§ **Task to carry out**:
Give every entry again, exactly as it stands.

§ **Given data**:
>>>
//! # stepsync protocol
//!
//! Wire types and the step transform contract shared by the stepsync server
//! and client engine.
//!
//! This crate provides:
//! - [`DocId`], [`SessionId`] and the opaque [`Step`] payload
//! - Protocol messages for the three collab endpoints
//! - JSON encoding/decoding via [`WireMessage`]
//! - HTTP-shaped request/response values ([`HttpRequest`], [`HttpResponse`])
//!   so transports and servers can be wired without a framework
//! - The [`StepTransform`] capability consumed by the client engine
//!
//! This is a pure protocol crate with no I/O operations.
//!
//! ## Wire contract
//!
//! ```text
//! GET  /collab/{docId}/steps?version={v}  -> 200 { steps, originIds, version }
//! POST /collab/{docId}/steps               -> 200 { version }
//!                                          -> 409 { error, steps, originIds, version }
//! POST /collab/{docId}/reset               -> 200 { message }
//! ```

#![deny(unsafe_code)]
#![warn(missing_docs)]

mod error;
mod http;
mod ids;
mod messages;
mod step;
mod transform;

pub use error::{ProtocolError, ProtocolResult};
pub use http::{paths, HttpRequest, HttpResponse, HttpService, Method, Route};
pub use ids::{DocId, SessionId, MAX_DOC_ID_LEN};
pub use messages::{
    ErrorCode, ErrorResponse, HealthResponse, PostStepsAccepted, PostStepsRequest,
    PostStepsResponse, ResetResponse, StepsResponse, WireMessage, CONFLICT_ERROR,
    RESET_MESSAGE,
};
pub use step::Step;
pub use transform::{StepTransform, TransformError};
<<<
§ **Reply**:
//! # stepsync protocol
//!
//! Wire types and the step transform contract shared by the stepsync server
//! and client engine.
//!
//! This crate provides:
//! - [`DocId`], [`SessionId`] and the opaque [`Step`] payload
//! - Protocol messages for the three collab endpoints
//! - JSON encoding/decoding via [`WireMessage`]
//! - HTTP-shaped request/response values ([`HttpRequest`], [`HttpResponse`])
//!   so transports and servers can be wired without a framework
//! - The [`StepTransform`] capability consumed by the client engine
//!
//! This is a pure protocol crate with no I/O operations.
//!
//! ## Wire contract
//!
//! ```text
//! GET  /collab/{docId}/steps?version={v}  -> 200 { steps, originIds, version }
//! POST /collab/{docId}/steps               -> 200 { version }
//!                                          -> 409 { error, steps, originIds, version }
//! POST /collab/{docId}/reset               -> 200 { message }
//! ```

#![deny(unsafe_code)]
#![warn(missing_docs)]

mod error;
mod http;
mod ids;
mod messages;
mod step;
mod transform;

pub use error::{ProtocolError, ProtocolResult};
pub use http::{paths, HttpRequest, HttpResponse, HttpService, Method, Route};
pub use ids::{DocId, SessionId, MAX_DOC_ID_LEN};
pub use messages::{
    ErrorCode, ErrorResponse, HealthResponse, PostStepsAccepted, PostStepsRequest,
    PostStepsResponse, ResetResponse, StepsResponse, WireMessage, CONFLICT_ERROR,
    RESET_MESSAGE,
};
pub use step::Step;
pub use transform::{StepTransform, TransformError};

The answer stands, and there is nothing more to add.